GPI-PLD基因与酶蛋白质结构的生物信息学分析

摘要

利用生物信息学技术，系统研究不同生物的GPI-PLD基因及其表达产物cDNA和蛋白质的分布特点，重点分析人的基因及其酶蛋白的结构。
　　搜索基因和蛋白质数据库如IntEnz，Swiss-Prot ExPASy等，结合检索相关论文数据库如 MEDLINE，PROSITE Database等，获得GPI-PLD(PLD1)的数据资料，利用网络和研究基因与蛋白质的相关软件，如BLAST、MEGA5、ClustalX、PAUP、PHYLIP等软件，比对不同生物GPI-PLD基因的DNA序列、cDNA序列和蛋白质序列，分析GPI-PLD基因的结构特点，酶蛋白质的结构特点，同源进化树等方面的内容。
　　1.30余种生物存在GPI-PLD基因，它们都为脊椎动物，人和猩猩该基因均定位在第6号染色体，人基因组GPI-PLD基因全长70791bp，包括25个外显子，24个内含子。细菌没有该基因。
　　2.分析18种（重点分析7种）生物的GPI-PLD DNA序列，发现人与黑猩猩的同源性最高，人与鸡的同源性最低。人GPI-PLD基因编码区的碱基变异以单核苷酸多态性(SNPs)最常见。变异的类型主要涉及同义突变和错义突变。

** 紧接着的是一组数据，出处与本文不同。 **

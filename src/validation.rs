use crate::error::{CircleError, CircleResult};
use crate::model::BlockHeight;

pub const MAX_CIRCLE_NAME_LEN: usize = 50;
pub const MAX_PRINCIPAL_LEN: usize = 128;

/// Validates a circle name: 1 to 50 printable ASCII characters.
/// The name is returned untouched; surrounding spaces are part of the name.
pub fn circle_name(value: &str) -> CircleResult<&str> {
    if value.is_empty() {
        return Err(CircleError::invalid("name", "must not be empty"));
    }
    if !value.bytes().all(|b| (0x20..=0x7e).contains(&b)) {
        return Err(CircleError::invalid(
            "name",
            "must contain only printable ASCII characters",
        ));
    }
    if value.len() > MAX_CIRCLE_NAME_LEN {
        return Err(CircleError::invalid(
            "name",
            format!("must be at most {} characters", MAX_CIRCLE_NAME_LEN),
        ));
    }
    Ok(value)
}

/// Validates a caller identity: non-empty, bounded, ASCII graphic characters only.
pub fn principal(value: &str) -> CircleResult<&str> {
    if value.is_empty() {
        return Err(CircleError::invalid("principal", "must not be empty"));
    }
    if value.len() > MAX_PRINCIPAL_LEN {
        return Err(CircleError::invalid(
            "principal",
            format!("must be at most {} characters", MAX_PRINCIPAL_LEN),
        ));
    }
    if !value.bytes().all(|b| b.is_ascii_graphic()) {
        return Err(CircleError::invalid(
            "principal",
            "must not contain whitespace or non-ASCII characters",
        ));
    }
    Ok(value)
}

/// Validates that a circle id can refer to an allocated circle (ids start at 1).
pub fn circle_id(value: u64) -> CircleResult<u64> {
    if value == 0 {
        Err(CircleError::circle_not_found(value))
    } else {
        Ok(value)
    }
}

/// Validates that a block height fits the stored integer range.
pub fn block_height(value: BlockHeight) -> CircleResult<BlockHeight> {
    if value > BlockHeight::MAX {
        return Err(CircleError::invalid(
            "block height",
            format!("must be at most {}", BlockHeight::MAX),
        ));
    }
    Ok(value)
}
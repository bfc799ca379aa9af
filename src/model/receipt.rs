use chrono::{DateTime, Utc};
use serde::{Deserialize, Serialize};
use uuid::Uuid;

use super::context::BlockHeight;
use super::principal::Principal;
use crate::error::ErrorCode;

/// Outcome of a submitted transaction.
#[derive(Debug, Clone, Copy, PartialEq, Eq, Serialize, Deserialize)]
#[serde(tag = "status", rename_all = "lowercase")]
pub enum TxResult {
    Ok { value: u64 },
    Err { code: ErrorCode },
}

impl TxResult {
    pub fn is_ok(&self) -> bool {
        matches!(self, TxResult::Ok { .. })
    }

    pub fn ok_value(&self) -> Option<u64> {
        match self {
            TxResult::Ok { value } => Some(*value),
            TxResult::Err { .. } => None,
        }
    }

    pub fn error_code(&self) -> Option<ErrorCode> {
        match self {
            TxResult::Ok { .. } => None,
            TxResult::Err { code } => Some(*code),
        }
    }
}

/// Record of one submitted public call, mined into its own block.
#[derive(Debug, Clone, PartialEq, Eq, Serialize, Deserialize)]
pub struct Receipt {
    pub tx_id: Uuid,
    /// Position in the chain's total order of submissions, starting at 1.
    pub seq: u64,
    pub block_height: BlockHeight,
    pub sender: Principal,
    pub function: String,
    pub args: Vec<String>,
    pub result: TxResult,
    pub submitted_at: DateTime<Utc>,
}
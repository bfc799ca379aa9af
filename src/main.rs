use std::path::PathBuf;

use clap::Parser;

use circles::config::{RegistryConfig, StorageConfig};
use circles::model::Principal;

/// Circle Registry - create and inspect expense-sharing circles
#[derive(Parser)]
#[command(name = "circles")]
#[command(version, about, long_about = None)]
struct Cli {
    /// Configuration file (TOML)
    #[arg(short, long, env = "CIRCLES_CONFIG")]
    config: Option<PathBuf>,

    /// Database file path (overrides the configured storage; default: in-memory)
    #[arg(short, long, env = "CIRCLES_DB")]
    file: Option<PathBuf>,

    /// Principal that signs submitted transactions
    #[arg(short, long, env = "CIRCLES_SENDER", default_value = "ST1PQHQKV0RJXZFY1DGX8MNSNYVE3VGZJSRTPGZGM")]
    sender: String,

    /// Height of the block before the first transaction
    #[arg(long)]
    genesis_height: Option<u64>,

    /// Log level (used when RUST_LOG is unset)
    #[arg(long, env = "CIRCLES_LOG_LEVEL")]
    log_level: Option<String>,

    /// Emit logs as JSON
    #[arg(long)]
    log_json: bool,

    /// Print circle and receipt details as JSON
    #[arg(long)]
    json: bool,
}

fn main() {
    let cli = Cli::parse();

    let mut config = match RegistryConfig::load(cli.config.as_deref()) {
        Ok(c) => c,
        Err(e) => {
            eprintln!("Error: {}", e);
            std::process::exit(1);
        }
    };

    if let Some(path) = cli.file {
        config.storage = StorageConfig::File { path };
    }
    if let Some(h) = cli.genesis_height {
        config.chain.genesis_height = h;
    }
    if let Some(level) = cli.log_level {
        config.logging.level = level;
    }
    if cli.log_json {
        config.logging.json = true;
    }

    circles::telemetry::init(&config.logging);

    let sender = match Principal::parse(&cli.sender) {
        Ok(p) => p,
        Err(e) => {
            eprintln!("Error: --sender: {}", e);
            std::process::exit(1);
        }
    };

    if let Err(e) = circles::cli::run(&config, sender, cli.json) {
        eprintln!("Error: {}", e);
        std::process::exit(1);
    }
}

　　3.20余种生物表达GPI-PLDmRNA(cDNA)或酶蛋白。涉及到骨髓、胰腺等器官，以及RAW-264.7、SW-742等细胞株。亚细胞器包括细胞质膜、高尔基体和分泌囊泡等。人GPI-PLD cDNA全长约2800 bp，人骨髓、胰腺和肝克隆的cDNA同源性超过95％。
　　4.不同生物根据其基因推测的或经实验证实的GPI-PLD酶分子均为一条多肽链，其长短各不相同，同源进化树分析表明，人与海象进化更近，而与白颊长臂猿的进化最远。

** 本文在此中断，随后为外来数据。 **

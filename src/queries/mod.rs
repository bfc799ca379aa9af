pub mod circle_queries;
pub mod stats_queries;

　　5.分析GPI-PLD酶分子，发现它既是糖蛋白也可被磷酸化修饰。酶分子中存在7个重复肽段，三个钙结合位点，8个糖基化位点，还有锌结合位点。
　　6.分泌性GPI-PLD在测定其酶活性时必须加离子去垢剂，其最适pH为pH5-pH8。苏拉明、离子去垢剂等是该酶的激活剂，而邻二氮杂菲、溶血磷脂酸等是该酶的抑制剂。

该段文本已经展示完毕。